Actually that leads me to another question for 4 months I was working in a 400€ mini-job when I first arrived. I didn't pay in to the system but I know that my company did... do those months class as the paying-in months?

 

With a 400 € job, the employer pays some taxes, but no unemployment insurance contributions, so that period won't count.

 

 

RainyDays quick question... maybe I am stupid... but why would the aufhebundsvetrag come up on my CV? It will just show I worked until such and such a date and when interviewed for future jobs I will explain that I quit due to husband getting better job and him being the bread-winner I had to f

 

It's just that a Aufhebungsvertrag, which is a mutual agreement to end a work contract, is often used to avoid court cases, thus it doesn't sound good to HR people's ears.
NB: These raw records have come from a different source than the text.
//! Token-stream parser turning raw flag strings into typed [`Opt`] values.
//!
//! Each [`Processor`] kind accepts only its own flag classes; anything else
//! is a configuration error surfaced before any subprocess runs.

use super::{Opt, Processor};
use anyhow::{bail, Result};

/// Warning names accepted after `-W` / `-Wno-`.
const WARNING_NAMES: &[&str] = &[
    "all",
    "extra",
    "error",
    "pedantic",
    "shadow",
    "conversion",
    "sign-conversion",
    "unused",
    "unused-parameter",
    "unused-variable",
    "unused-function",
    "uninitialized",
    "format",
    "strict-overflow",
    "cast-align",
    "cast-qual",
    "pointer-arith",
    "write-strings",
    "switch-enum",
    "switch-default",
    "float-equal",
    "undef",
    "redundant-decls",
    "missing-declarations",
    "old-style-cast",
    "overloaded-virtual",
    "non-virtual-dtor",
];

/// Names accepted after `-f`.
const FEATURE_NAMES: &[&str] = &[
    "PIC",
    "pic",
    "lto",
    "signed-char",
    "unsigned-char",
    "no-common",
    "inline-functions",
    "strict-aliasing",
    "omit-frame-pointer",
    "unroll-loops",
    "stack-protector",
    "no-exceptions",
    "no-rtti",
    "diagnostics-show-option",
];

/// Optimization-class `-f` names, rejected in debug builds.
pub(crate) const OPT_CLASS_FEATURES: &[&str] = &[
    "lto",
    "inline-functions",
    "strict-aliasing",
    "omit-frame-pointer",
    "unroll-loops",
];

/// Params accepted after `-m`.
const MACHINE_PARAMS: &[&str] = &[
    "32",
    "64",
    "arch=native",
    "tune=native",
    "fpmath=sse",
    "sse4.2",
    "avx",
    "avx2",
];

/// Dialects accepted after `-std=`.
const DIALECTS: &[&str] = &[
    "c89", "c99", "c11", "c17", "c2x", "gnu99", "gnu11", "gnu17", "c++11", "c++14", "c++17",
    "c++20", "c++23", "gnu++14", "gnu++17", "gnu++20",
];

/// Keys accepted in `--param <key>=<val>`.
const PARAM_KEYS: &[&str] = &[
    "max-inline-insns-single",
    "max-inline-insns-auto",
    "inline-unit-growth",
    "large-function-growth",
    "max-unrolled-insns",
];

const OPT_LEVELS: &[&str] = &["0", "1", "2", "3", "s", "fast"];

/// Parameterless linker flags.
const LINKER_FLAGS: &[&str] = &["-shared", "-static", "-nostdlib", "-dynamiclib"];

/// Linker flags whose parameter is the following argv token.
const LINKER_NAMED: &[&str] = &[
    "-install_name",
    "-compatibility_version",
    "-current_version",
    "-framework",
];

/// State for recognizing the two-token `-Wl,-rpath -Wl,<p>` and
/// `-Wl,-soname -Wl,<n>` sequences.
#[derive(PartialEq)]
enum PassState {
    Idle,
    SeenRpath,
    SeenSoname,
}

/// Parse a sequence of raw tokens for one processor kind.
pub fn parse(proc: Processor, tokens: &[String]) -> Result<Vec<Opt>> {
    let mut opts = Vec::with_capacity(tokens.len());
    let mut state = PassState::Idle;
    let mut iter = tokens.iter().peekable();

    while let Some(tok) = iter.next() {
        if state != PassState::Idle {
            // The only legal follower is the second half of the pair.
            let param = tok
                .strip_prefix("-Wl,")
                .filter(|rest| !rest.is_empty())
                .ok_or_else(|| {
                    anyhow::anyhow!("expected '-Wl,<arg>' after '-Wl,-rpath'/'-Wl,-soname', got '{tok}'")
                })?;
            opts.push(match state {
                PassState::SeenRpath => Opt::rpath(param),
                PassState::SeenSoname => Opt::soname(param),
                PassState::Idle => unreachable!(),
            });
            state = PassState::Idle;
            continue;
        }

        let opt = match proc {
            Processor::Cpp => parse_preprocessor(tok)?,
            Processor::As => {
                if let Some(rest) = tok.strip_prefix("-Wa,") {
                    require_param(tok, rest)?;
                    Some(Opt::asm_passthrough(rest))
                } else {
                    parse_preprocessor(tok)?
                }
            }
            Processor::Cc | Processor::Cxx => parse_compiler(tok, &mut iter)?,
            _ if proc.is_linker() => {
                match parse_linker(tok, &mut iter)? {
                    Linker::Opt(o) => Some(o),
                    Linker::AwaitRpath => {
                        state = PassState::SeenRpath;
                        None
                    }
                    Linker::AwaitSoname => {
                        state = PassState::SeenSoname;
                        None
                    }
                }
            }
            _ => None,
        };

        match opt {
            Some(o) => opts.push(o),
            None if state == PassState::Idle => {
                bail!("unrecognized {proc} option '{tok}'")
            }
            None => {}
        }
    }

    if state != PassState::Idle {
        bail!("dangling '-Wl,-rpath'/'-Wl,-soname' at end of option list");
    }
    Ok(opts)
}

fn require_param(tok: &str, rest: &str) -> Result<()> {
    if rest.is_empty() {
        bail!("option '{tok}' requires a parameter");
    }
    Ok(())
}

fn parse_preprocessor(tok: &str) -> Result<Option<Opt>> {
    if let Some(rest) = tok.strip_prefix("-D") {
        require_param(tok, rest)?;
        if rest.matches('=').count() > 1 {
            bail!("'{tok}' carries more than one '='");
        }
        return Ok(Some(Opt::define(rest)));
    }
    if let Some(rest) = tok.strip_prefix("-U") {
        require_param(tok, rest)?;
        return Ok(Some(Opt::undefine(rest)));
    }
    if let Some(rest) = tok.strip_prefix("-I") {
        require_param(tok, rest)?;
        return Ok(Some(Opt::include_dir(rest)));
    }
    Ok(None)
}

fn parse_compiler<'a, I>(tok: &str, iter: &mut std::iter::Peekable<I>) -> Result<Option<Opt>>
where
    I: Iterator<Item = &'a String>,
{
    match tok {
        "-g" => return Ok(Some(Opt::debug_info())),
        "-s" => return Ok(Some(Opt::strip())),
        "--param" => {
            let param = iter
                .next()
                .ok_or_else(|| anyhow::anyhow!("'--param' requires a following <key>=<val>"))?;
            let (key, _val) = param
                .split_once('=')
                .ok_or_else(|| anyhow::anyhow!("'--param {param}' is not of the form k=v"))?;
            if !PARAM_KEYS.contains(&key) {
                bail!("unknown --param key '{key}'");
            }
            return Ok(Some(Opt::tuning(param)));
        }
        _ => {}
    }

    if let Some(rest) = tok.strip_prefix("-std=") {
        if !DIALECTS.contains(&rest) {
            bail!("unknown language dialect '-std={rest}'");
        }
        return Ok(Some(Opt::dialect(rest)));
    }
    if let Some(rest) = tok.strip_prefix("-O") {
        if !OPT_LEVELS.contains(&rest) {
            bail!("unknown optimization level '{tok}'");
        }
        return Ok(Some(Opt::opt_level(rest)));
    }
    if tok.starts_with("-Wa,") || tok.starts_with("-Wl,") {
        // Pass-throughs belong to the assembler/linker sets.
        return Ok(None);
    }
    if let Some(rest) = tok.strip_prefix("-W") {
        require_param(tok, rest)?;
        let (negated, body) = match rest.strip_prefix("no-") {
            Some(b) => (true, b),
            None => (false, rest),
        };
        let (name, value) = match body.split_once('=') {
            Some((n, v)) => (n, Some(v)),
            None => (body, None),
        };
        if !WARNING_NAMES.contains(&name) {
            bail!("unknown warning '-W{rest}'");
        }
        if negated && value.is_some() {
            bail!("'-Wno-{body}' cannot carry a value");
        }
        match (name, value) {
            ("strict-overflow", Some(v)) => {
                let n: u8 = v
                    .parse()
                    .map_err(|_| anyhow::anyhow!("'-W{rest}': level must be a number"))?;
                if !(1..=5).contains(&n) {
                    bail!("'-Wstrict-overflow={v}': level must be in 1..5");
                }
            }
            ("format", Some(v)) if v != "2" => {
                bail!("'-Wformat={v}': only -Wformat=2 is accepted");
            }
            (_, Some(v)) if name != "format" && name != "strict-overflow" => {
                bail!("warning '-W{name}' does not take a value (got '{v}')");
            }
            _ => {}
        }
        return Ok(Some(Opt::warning(body, negated)));
    }
    if let Some(rest) = tok.strip_prefix("-f") {
        if !FEATURE_NAMES.contains(&rest) {
            bail!("unknown compiler feature '-f{rest}'");
        }
        return Ok(Some(Opt::feature(rest)));
    }
    if let Some(rest) = tok.strip_prefix("-m") {
        if !MACHINE_PARAMS.contains(&rest) {
            bail!("unknown machine flag '-m{rest}'");
        }
        return Ok(Some(Opt::machine(rest)));
    }
    Ok(None)
}

enum Linker {
    Opt(Opt),
    AwaitRpath,
    AwaitSoname,
}

fn parse_linker<'a, I>(tok: &str, iter: &mut std::iter::Peekable<I>) -> Result<Linker>
where
    I: Iterator<Item = &'a String>,
{
    if LINKER_FLAGS.contains(&tok) {
        return Ok(Linker::Opt(Opt::linker_flag(tok)));
    }
    if LINKER_NAMED.contains(&tok) {
        let param = iter
            .next()
            .ok_or_else(|| anyhow::anyhow!("'{tok}' requires a following parameter"))?;
        return Ok(Linker::Opt(Opt::linker_named(tok, param)));
    }
    if let Some(rest) = tok.strip_prefix("-Wl,") {
        require_param(tok, rest)?;
        return Ok(match rest {
            "-rpath" => Linker::AwaitRpath,
            "-soname" => Linker::AwaitSoname,
            _ => Linker::Opt(Opt::linker_passthrough(rest)),
        });
    }
    if let Some(rest) = tok.strip_prefix("-L") {
        require_param(tok, rest)?;
        return Ok(Linker::Opt(Opt::lib_dir(rest)));
    }
    if let Some(rest) = tok.strip_prefix("-l") {
        require_param(tok, rest)?;
        return Ok(Linker::Opt(Opt::lib(rest)));
    }
    bail!("unrecognized linker option '{tok}'");
}

#[cfg(test)]
mod tests {
    use super::*;

    fn toks(s: &[&str]) -> Vec<String> {
        s.iter().map(|t| t.to_string()).collect()
    }

    #[test]
    fn parse_preprocessor_set() {
        let opts = parse(Processor::Cpp, &toks(&["-DFOO=1", "-UBAR", "-Iinclude"])).unwrap();
        assert_eq!(opts.len(), 3);
        assert_eq!(opts[0], Opt::define("FOO=1"));
        assert_eq!(opts[1], Opt::undefine("BAR"));
        assert_eq!(opts[2], Opt::include_dir("include"));
    }

    #[test]
    fn include_order_is_preserved() {
        let opts = parse(Processor::Cpp, &toks(&["-Ib", "-Ia"])).unwrap();
        assert_eq!(opts[0].render(), "-Ib");
        assert_eq!(opts[1].render(), "-Ia");
    }

    #[test]
    fn parse_warnings_and_negation() {
        let opts = parse(Processor::Cc, &toks(&["-Wall", "-Wno-shadow"])).unwrap();
        assert!(!opts[0].negated);
        assert!(opts[1].negated);
        assert_eq!(opts[1].render(), "-Wno-shadow");
    }

    #[test]
    fn unknown_warning_is_rejected() {
        assert!(parse(Processor::Cc, &toks(&["-Wbogus"])).is_err());
    }

    #[test]
    fn strict_overflow_bounds() {
        assert!(parse(Processor::Cc, &toks(&["-Wstrict-overflow=3"])).is_ok());
        assert!(parse(Processor::Cc, &toks(&["-Wstrict-overflow=6"])).is_err());
        assert!(parse(Processor::Cc, &toks(&["-Wformat=2"])).is_ok());
        assert!(parse(Processor::Cc, &toks(&["-Wformat=1"])).is_err());
    }

    #[test]
    fn parse_param_takes_next_token() {
        let opts = parse(
            Processor::Cc,
            &toks(&["--param", "max-inline-insns-single=400"]),
        )
        .unwrap();
        assert_eq!(opts[0].argv(), vec!["--param", "max-inline-insns-single=400"]);
    }

    #[test]
    fn param_without_value_is_rejected() {
        assert!(parse(Processor::Cc, &toks(&["--param"])).is_err());
        assert!(parse(Processor::Cc, &toks(&["--param", "nonsense"])).is_err());
    }

    #[test]
    fn rpath_pair_state_machine() {
        let opts = parse(
            Processor::LdCcExec,
            &toks(&["-Wl,-rpath", "-Wl,/opt/lib"]),
        )
        .unwrap();
        assert_eq!(opts.len(), 1);
        assert_eq!(opts[0], Opt::rpath("/opt/lib"));
    }

    #[test]
    fn dangling_rpath_is_rejected() {
        assert!(parse(Processor::LdCcExec, &toks(&["-Wl,-rpath"])).is_err());
        assert!(parse(Processor::LdCcExec, &toks(&["-Wl,-rpath", "-lm"])).is_err());
    }

    #[test]
    fn soname_pair_parses() {
        let opts = parse(
            Processor::LdCxxLib,
            &toks(&["-Wl,-soname", "-Wl,libp.so.1"]),
        )
        .unwrap();
        assert_eq!(opts[0], Opt::soname("libp.so.1"));
    }

    #[test]
    fn linker_rejects_compile_flags() {
        assert!(parse(Processor::LdCcExec, &toks(&["-O2"])).is_err());
        assert!(parse(Processor::Cpp, &toks(&["-lm"])).is_err());
    }

    #[test]
    fn assembler_takes_preprocessor_and_passthrough() {
        let opts = parse(Processor::As, &toks(&["-DASM", "-Wa,--fatal-warnings"])).unwrap();
        assert_eq!(opts[0], Opt::define("ASM"));
        assert_eq!(opts[1].render(), "-Wa,--fatal-warnings");
    }

    #[test]
    fn double_equals_rejected() {
        assert!(parse(Processor::Cpp, &toks(&["-DA=B=C"])).is_err());
    }

    #[test]
    fn round_trip_parse_render() {
        let cases: Vec<(Processor, Vec<&str>)> = vec![
            (Processor::Cpp, vec!["-DFOO=1", "-Iinclude", "-UBAR"]),
            (
                Processor::Cc,
                vec!["-Wall", "-Wno-shadow", "-O2", "-std=c11", "-fPIC", "-m64"],
            ),
            (
                Processor::LdCxxExec,
                vec!["-shared", "-L/usr/lib", "-lm", "-Wl,-rpath", "-Wl,/opt/lib"],
            ),
        ];
        for (proc, raw) in cases {
            let opts = parse(proc, &toks(&raw)).unwrap();
            let rendered: Vec<String> = opts.iter().flat_map(|o| o.argv()).collect();
            let reparsed = parse(proc, &rendered).unwrap();
            assert_eq!(opts, reparsed, "round-trip failed for {proc}");
        }
    }
}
The real issue would be the Arbeitsagentur though, because with a Aufhebungsvertrag it's in writing that the employee "collaborated" in ending the job, and this automatically leads to a blocking period (except in cases of mass lay-offs).

 

 

The possibility of wavering the 3 month block due to moving with your spouse - would that extend to living partners or only legally married couples? Also, just how much is health insurance a month roughly if you have to pay for it yourself directly? I am trying to work out how much savings i need in order to cope with a potential 3 months of no income.

 

The quote from the Arbeitsagentur website only mentions spouses (Ehegatten), so it looks like partnerships don't fall under this. I don't know if this also depends on whether the couple is living together or not.

 

The lowest rate for freiwillige public health insurance contributions, i.e. if there is no significant income, is about 140 €/month.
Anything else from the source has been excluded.